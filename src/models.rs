use rust_decimal::Decimal;
use rust_decimal::prelude::{FromPrimitive, ToPrimitive};
use serde::{Deserialize, Deserializer, Serialize};
use serde_json::Value;
use sqlx::FromRow;
use ts_rs::TS;
use utoipa::ToSchema;

// --- Core Application Schemas (Mapped to Database) ---

/// RoomStatus
///
/// The closed set of occupancy states a room can be in. Stored as lowercase
/// text in the `rooms.status` column and serialized identically over the API.
#[derive(
    Debug, Clone, Copy, PartialEq, Eq, Serialize, Deserialize, TS, ToSchema, Default, sqlx::Type,
)]
#[serde(rename_all = "lowercase")]
#[sqlx(rename_all = "lowercase")]
#[ts(export)]
pub enum RoomStatus {
    #[default]
    Available,
    Occupied,
    Maintenance,
}

impl RoomStatus {
    /// Parses a raw payload value. Returns `None` for anything outside the
    /// enum, which validation reports as "Status is invalid."
    pub fn parse(value: &str) -> Option<Self> {
        match value {
            "available" => Some(RoomStatus::Available),
            "occupied" => Some(RoomStatus::Occupied),
            "maintenance" => Some(RoomStatus::Maintenance),
            _ => None,
        }
    }

    pub fn as_str(&self) -> &'static str {
        match self {
            RoomStatus::Available => "available",
            RoomStatus::Occupied => "occupied",
            RoomStatus::Maintenance => "maintenance",
        }
    }
}

/// Room
///
/// A room record as the API exposes it. `nightly_rate` is always a JSON
/// number here; the NUMERIC column representation never leaks past the
/// repository (see `RoomRow`).
#[derive(Debug, Clone, PartialEq, Serialize, Deserialize, TS, ToSchema, Default)]
#[serde(rename_all = "camelCase")]
#[ts(export)]
pub struct Room {
    pub id: i64,
    pub name: String,
    pub room_type: String,
    pub nightly_rate: f64,
    pub status: RoomStatus,
    pub notes: Option<String>,
}

/// RoomRow
///
/// Raw database row for `rooms`. The rate column is NUMERIC(10,2) and decodes
/// as a `Decimal`; `into_room` is the single place that coercion back to a
/// numeric API type happens, so a consumer can never observe a stringly typed
/// rate.
#[derive(Debug, Clone, FromRow)]
pub struct RoomRow {
    pub id: i64,
    pub name: String,
    pub room_type: String,
    pub nightly_rate: Decimal,
    pub status: RoomStatus,
    pub notes: Option<String>,
}

impl RoomRow {
    pub fn into_room(self) -> Room {
        Room {
            id: self.id,
            name: self.name,
            room_type: self.room_type,
            // NUMERIC(10,2) always fits in an f64.
            nightly_rate: self.nightly_rate.to_f64().unwrap_or(0.0),
            status: self.status,
            notes: self.notes,
        }
    }
}

// --- Request Payloads (Input Schemas) ---

/// CreateRoomRequest
///
/// Input payload for POST /rooms. Fields are optional at the serde layer so
/// that validation, not deserialization, reports what is missing — the caller
/// gets every violation at once instead of a single type error.
#[derive(Debug, Clone, Serialize, Deserialize, TS, ToSchema, Default)]
#[serde(rename_all = "camelCase")]
#[ts(export)]
pub struct CreateRoomRequest {
    pub name: Option<String>,
    pub room_type: Option<String>,
    /// Accepted as a JSON number or a numeric string; coerced during validation.
    #[ts(type = "number | string | null")]
    #[schema(value_type = Option<f64>)]
    pub nightly_rate: Option<Value>,
    pub status: Option<String>,
    pub notes: Option<String>,
}

/// Deserializes a field so that "key absent" (outer `None`) stays
/// distinguishable from "key present with value null" (`Some(None)`). A
/// sparse update must leave absent fields untouched while an explicit null
/// still goes through validation.
fn patch_field<'de, D, T>(deserializer: D) -> Result<Option<Option<T>>, D::Error>
where
    D: Deserializer<'de>,
    T: Deserialize<'de>,
{
    Option::<T>::deserialize(deserializer).map(Some)
}

/// UpdateRoomRequest
///
/// Partial-update payload for PUT /rooms/{id}. Every field is double-wrapped:
/// only keys actually present in the request are validated and applied.
#[derive(Debug, Clone, Serialize, Deserialize, TS, ToSchema, Default)]
#[serde(rename_all = "camelCase")]
#[ts(export)]
pub struct UpdateRoomRequest {
    #[serde(default, deserialize_with = "patch_field")]
    #[ts(type = "string | null")]
    #[schema(value_type = Option<String>)]
    pub name: Option<Option<String>>,

    #[serde(default, deserialize_with = "patch_field")]
    #[ts(type = "string | null")]
    #[schema(value_type = Option<String>)]
    pub room_type: Option<Option<String>>,

    #[serde(default, deserialize_with = "patch_field")]
    #[ts(type = "number | string | null")]
    #[schema(value_type = Option<f64>)]
    pub nightly_rate: Option<Option<Value>>,

    #[serde(default, deserialize_with = "patch_field")]
    #[ts(type = "string | null")]
    #[schema(value_type = Option<String>)]
    pub status: Option<Option<String>>,

    #[serde(default, deserialize_with = "patch_field")]
    #[ts(type = "string | null")]
    #[schema(value_type = Option<String>)]
    pub notes: Option<Option<String>>,
}

// --- Validated Write Payloads (Internal) ---

/// NewRoom
///
/// A fully validated create payload. Constructing one is only possible
/// through `CreateRoomRequest::validate`, so every insert the repository
/// performs already satisfies the field invariants.
#[derive(Debug, Clone, PartialEq)]
pub struct NewRoom {
    pub name: String,
    pub room_type: String,
    pub nightly_rate: Decimal,
    pub status: RoomStatus,
    pub notes: Option<String>,
}

/// RoomPatch
///
/// The explicit per-field sparse update: `Some` means "write this column",
/// `None` means "leave it untouched". `notes` is nested because a present
/// null/blank clears the column to SQL NULL.
#[derive(Debug, Clone, PartialEq, Default)]
pub struct RoomPatch {
    pub name: Option<String>,
    pub room_type: Option<String>,
    pub nightly_rate: Option<Decimal>,
    pub status: Option<RoomStatus>,
    pub notes: Option<Option<String>>,
}

impl RoomPatch {
    /// True when validation recognized no fields to apply.
    pub fn is_empty(&self) -> bool {
        self.name.is_none()
            && self.room_type.is_none()
            && self.nightly_rate.is_none()
            && self.status.is_none()
            && self.notes.is_none()
    }
}

/// Coerces the lenient rate representations the form client sends (a JSON
/// number or a numeric string) and applies the rate invariant: finite and
/// strictly positive. Anything else is `None`.
fn coerce_rate(value: &Value) -> Option<Decimal> {
    let number = match value {
        Value::Number(n) => n.as_f64(),
        Value::String(s) => s.trim().parse::<f64>().ok(),
        _ => None,
    }?;
    if !number.is_finite() || number <= 0.0 {
        return None;
    }
    Decimal::from_f64(number)
}

/// Trims notes; blank or whitespace-only input becomes NULL rather than an
/// empty string.
fn normalize_notes(raw: Option<&str>) -> Option<String> {
    raw.map(str::trim)
        .filter(|v| !v.is_empty())
        .map(ToString::to_string)
}

impl CreateRoomRequest {
    /// validate
    ///
    /// Evaluates every rule eagerly and collects ALL violations, so the
    /// caller sees the full list at once rather than one error per round
    /// trip. An absent (or null) `status` silently defaults to `available`,
    /// while a supplied-but-invalid one is rejected.
    pub fn validate(self) -> Result<NewRoom, Vec<String>> {
        let mut errors = Vec::new();

        let name = self
            .name
            .as_deref()
            .map(str::trim)
            .filter(|v| !v.is_empty());
        if name.is_none() {
            errors.push("Room name is required.".to_string());
        }

        let room_type = self
            .room_type
            .as_deref()
            .map(str::trim)
            .filter(|v| !v.is_empty());
        if room_type.is_none() {
            errors.push("Room type is required.".to_string());
        }

        let nightly_rate = self.nightly_rate.as_ref().and_then(coerce_rate);
        if nightly_rate.is_none() {
            errors.push("Nightly rate must be a positive number.".to_string());
        }

        let status = match self.status.as_deref() {
            None => Some(RoomStatus::default()),
            Some(raw) => {
                let parsed = RoomStatus::parse(raw);
                if parsed.is_none() {
                    errors.push("Status is invalid.".to_string());
                }
                parsed
            }
        };

        let notes = normalize_notes(self.notes.as_deref());

        match (name, room_type, nightly_rate, status) {
            (Some(name), Some(room_type), Some(nightly_rate), Some(status))
                if errors.is_empty() =>
            {
                Ok(NewRoom {
                    name: name.to_string(),
                    room_type: room_type.to_string(),
                    nightly_rate,
                    status,
                    notes,
                })
            }
            _ => Err(errors),
        }
    }
}

impl UpdateRoomRequest {
    /// validate
    ///
    /// Sparse-update validation: only keys present in the payload are
    /// checked, each with the same rule as on create, and ALL violations are
    /// collected. An absent `status` is left untouched here — the
    /// create-time defaulting does not apply to updates.
    pub fn validate(self) -> Result<RoomPatch, Vec<String>> {
        let mut errors = Vec::new();
        let mut patch = RoomPatch::default();

        if let Some(value) = self.name {
            match value.as_deref().map(str::trim).filter(|v| !v.is_empty()) {
                Some(name) => patch.name = Some(name.to_string()),
                None => errors.push("Room name cannot be empty.".to_string()),
            }
        }

        if let Some(value) = self.room_type {
            match value.as_deref().map(str::trim).filter(|v| !v.is_empty()) {
                Some(room_type) => patch.room_type = Some(room_type.to_string()),
                None => errors.push("Room type cannot be empty.".to_string()),
            }
        }

        if let Some(value) = self.nightly_rate {
            match value.as_ref().and_then(coerce_rate) {
                Some(rate) => patch.nightly_rate = Some(rate),
                None => errors.push("Nightly rate must be a positive number.".to_string()),
            }
        }

        if let Some(value) = self.status {
            match value.as_deref().and_then(RoomStatus::parse) {
                Some(status) => patch.status = Some(status),
                None => errors.push("Status is invalid.".to_string()),
            }
        }

        if let Some(value) = self.notes {
            // A present notes key always applies; null or blank clears the column.
            patch.notes = Some(normalize_notes(value.as_deref()));
        }

        if errors.is_empty() { Ok(patch) } else { Err(errors) }
    }
}

// --- Identity Schemas ---

/// Role
///
/// The single authorization axis. Fixed at account creation: `user` for
/// first-seen OAuth identities, `admin` only via direct provisioning.
#[derive(
    Debug, Clone, Copy, PartialEq, Eq, Serialize, Deserialize, TS, ToSchema, Default, sqlx::Type,
)]
#[serde(rename_all = "lowercase")]
#[sqlx(rename_all = "lowercase")]
#[ts(export)]
pub enum Role {
    Admin,
    #[default]
    User,
}

impl Role {
    pub fn as_str(&self) -> &'static str {
        match self {
            Role::Admin => "admin",
            Role::User => "user",
        }
    }
}

/// User
///
/// Canonical identity record from the `users` table. The password hash never
/// leaves the repository/auth boundary; `SessionUser` is the outward shape.
#[derive(Debug, Clone, FromRow, Default)]
pub struct User {
    pub id: i64,
    pub email: String,
    pub password_hash: Option<String>,
    pub name: Option<String>,
    pub role: Role,
    pub image: Option<String>,
}

/// SessionUser
///
/// The profile a signed-in client sees (GET /auth/me, sign-in responses).
#[derive(Debug, Clone, Serialize, Deserialize, TS, ToSchema, Default)]
#[ts(export)]
pub struct SessionUser {
    pub id: i64,
    pub email: String,
    pub name: Option<String>,
    pub image: Option<String>,
    pub role: Role,
}

impl From<User> for SessionUser {
    fn from(user: User) -> Self {
        SessionUser {
            id: user.id,
            email: user.email,
            name: user.name,
            image: user.image,
            role: user.role,
        }
    }
}

/// LoginRequest
///
/// Credential sign-in payload (POST /auth/login). The password is only ever
/// compared against the stored salted hash, never persisted or logged.
#[derive(Debug, Clone, Serialize, Deserialize, TS, ToSchema, Default)]
#[ts(export)]
pub struct LoginRequest {
    pub email: String,
    pub password: String,
}

/// LoginResponse
///
/// Output of both sign-in flows: the signed session token plus the resolved
/// profile.
#[derive(Debug, Clone, Serialize, Deserialize, TS, ToSchema, Default)]
#[ts(export)]
pub struct LoginResponse {
    pub token: String,
    pub user: SessionUser,
}

/// MessageResponse
///
/// Generic single-message body used by DELETE /rooms/{id} and error paths.
#[derive(Debug, Clone, Serialize, Deserialize, TS, ToSchema, Default)]
#[ts(export)]
pub struct MessageResponse {
    pub message: String,
}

## PROBLEM STATEMENT
An exact copy of the lines above between the line holding "PartialEq, Serialize, Deserialize, TS, ToSchema, Default)]" and the line holding "NUMERIC(10,2) and decodes", inclusive, is the whole answer.

## EXERCISE SOLUTION
#[derive(Debug, Clone, PartialEq, Serialize, Deserialize, TS, ToSchema, Default)]
#[serde(rename_all = "camelCase")]
#[ts(export)]
pub struct Room {
    pub id: i64,
    pub name: String,
    pub room_type: String,
    pub nightly_rate: f64,
    pub status: RoomStatus,
    pub notes: Option<String>,
}

/// RoomRow
///
/// Raw database row for `rooms`. The rate column is NUMERIC(10,2) and decodes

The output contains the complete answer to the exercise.